Source data.
++++++++++
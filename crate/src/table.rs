//! The built-in English rule table.
//!
//! Order matters in every list here. Within a direction the cascade tries
//! the last rule first, so each list runs from the most general rule to the
//! most specific one, and the irregular pairs are registered after both
//! generic lists so they outrank all of them.

pub(crate) const PLURALS: &[(&str, &str)] = &[
    ("$", "s"),
    ("s$", "s"),
    ("(ax|test)is$", "${1}es"),
    ("(octop|vir)us$", "${1}i"),
    ("(alias|status)$", "${1}es"),
    ("(bu)s$", "${1}ses"),
    ("(buffal|tomat)o$", "${1}oes"),
    ("([ti])um$", "${1}a"),
    ("sis$", "ses"),
    ("(?:([^f])fe|([lr])f)$", "${1}${2}ves"),
    ("(hive)$", "${1}s"),
    ("([^aeiouy]|qu)y$", "${1}ies"),
    ("(x|ch|ss|sh)$", "${1}es"),
    ("(matr|vert|ind)ix|ex$", "${1}ices"),
    ("([m|l])ouse$", "${1}ice"),
    ("^(ox)$", "${1}en"),
    ("(quiz)$", "${1}zes"),
];

pub(crate) const SINGULARS: &[(&str, &str)] = &[
    ("s$", ""),
    ("ss$", "ss"),
    // Classical singulars that the plural rules know about.
    ("^((?:octop|vir)us|(?:ax|test|cris)is)$", "${1}"),
    ("(n)ews$", "${1}ews"),
    ("([ti])a$", "${1}um"),
    (
        "((a)naly|(b)a|(d)iagno|(p)arenthe|(p)rogno|(s)ynop|(t)he)ses$",
        "${1}${2}sis",
    ),
    ("(^analy)ses$", "${1}sis"),
    ("([^f])ves$", "${1}fe"),
    ("(hive)s$", "${1}"),
    ("(tive)s$", "${1}"),
    ("([lr])ves$", "${1}f"),
    ("([^aeiouy]|qu)ies$", "${1}y"),
    ("(s)eries$", "${1}eries"),
    ("(m)ovies$", "${1}ovie"),
    ("(x|ch|ss|sh)es$", "${1}"),
    ("([m|l])ice$", "${1}ouse"),
    ("(bus)es$", "${1}"),
    ("(o)es$", "${1}"),
    ("(shoe)s$", "${1}"),
    ("(cris|ax|test)es$", "${1}is"),
    ("(octop|vir)i$", "${1}us"),
    ("(alias|status)$", "${1}"),
    ("(alias|status)es$", "${1}"),
    ("^(ox)en", "${1}"),
    ("(vert|ind)ices$", "${1}ex"),
    ("(matr)ices$", "${1}ix"),
    ("(quiz)zes$", "${1}"),
];

pub(crate) const IRREGULARS: &[(&str, &str)] = &[
    ("person", "people"),
    ("man", "men"),
    ("child", "children"),
    ("sex", "sexes"),
    ("tax", "taxes"),
    ("move", "moves"),
];

pub(crate) const UNCOUNTABLES: &[&str] = &[
    "equipment",
    "information",
    "rice",
    "money",
    "species",
    "series",
    "fish",
    "sheep",
];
++++++++++
Instructions to follow. All of the material should appear again, reproduced word for word.

Written reply.
filename crate/src/table.rs
//! The built-in English rule table.
//!
//! Order matters in every list here. Within a direction the cascade tries
//! the last rule first, so each list runs from the most general rule to the
//! most specific one, and the irregular pairs are registered after both
//! generic lists so they outrank all of them.

pub(crate) const PLURALS: &[(&str, &str)] = &[
    ("$", "s"),
    ("s$", "s"),
    ("(ax|test)is$", "${1}es"),
    ("(octop|vir)us$", "${1}i"),
    ("(alias|status)$", "${1}es"),
    ("(bu)s$", "${1}ses"),
    ("(buffal|tomat)o$", "${1}oes"),
    ("([ti])um$", "${1}a"),
    ("sis$", "ses"),
    ("(?:([^f])fe|([lr])f)$", "${1}${2}ves"),
    ("(hive)$", "${1}s"),
    ("([^aeiouy]|qu)y$", "${1}ies"),
    ("(x|ch|ss|sh)$", "${1}es"),
    ("(matr|vert|ind)ix|ex$", "${1}ices"),
    ("([m|l])ouse$", "${1}ice"),
    ("^(ox)$", "${1}en"),
    ("(quiz)$", "${1}zes"),
];

pub(crate) const SINGULARS: &[(&str, &str)] = &[
    ("s$", ""),
    ("ss$", "ss"),
    // Classical singulars that the plural rules know about.
    ("^((?:octop|vir)us|(?:ax|test|cris)is)$", "${1}"),
    ("(n)ews$", "${1}ews"),
    ("([ti])a$", "${1}um"),
    (
        "((a)naly|(b)a|(d)iagno|(p)arenthe|(p)rogno|(s)ynop|(t)he)ses$",
        "${1}${2}sis",
    ),
    ("(^analy)ses$", "${1}sis"),
    ("([^f])ves$", "${1}fe"),
    ("(hive)s$", "${1}"),
    ("(tive)s$", "${1}"),
    ("([lr])ves$", "${1}f"),
    ("([^aeiouy]|qu)ies$", "${1}y"),
    ("(s)eries$", "${1}eries"),
    ("(m)ovies$", "${1}ovie"),
    ("(x|ch|ss|sh)es$", "${1}"),
    ("([m|l])ice$", "${1}ouse"),
    ("(bus)es$", "${1}"),
    ("(o)es$", "${1}"),
    ("(shoe)s$", "${1}"),
    ("(cris|ax|test)es$", "${1}is"),
    ("(octop|vir)i$", "${1}us"),
    ("(alias|status)$", "${1}"),
    ("(alias|status)es$", "${1}"),
    ("^(ox)en", "${1}"),
    ("(vert|ind)ices$", "${1}ex"),
    ("(matr)ices$", "${1}ix"),
    ("(quiz)zes$", "${1}"),
];

pub(crate) const IRREGULARS: &[(&str, &str)] = &[
    ("person", "people"),
    ("man", "men"),
    ("child", "children"),
    ("sex", "sexes"),
    ("tax", "taxes"),
    ("move", "moves"),
];

pub(crate) const UNCOUNTABLES: &[&str] = &[
    "equipment",
    "information",
    "rice",
    "money",
    "species",
    "series",
    "fish",
    "sheep",
];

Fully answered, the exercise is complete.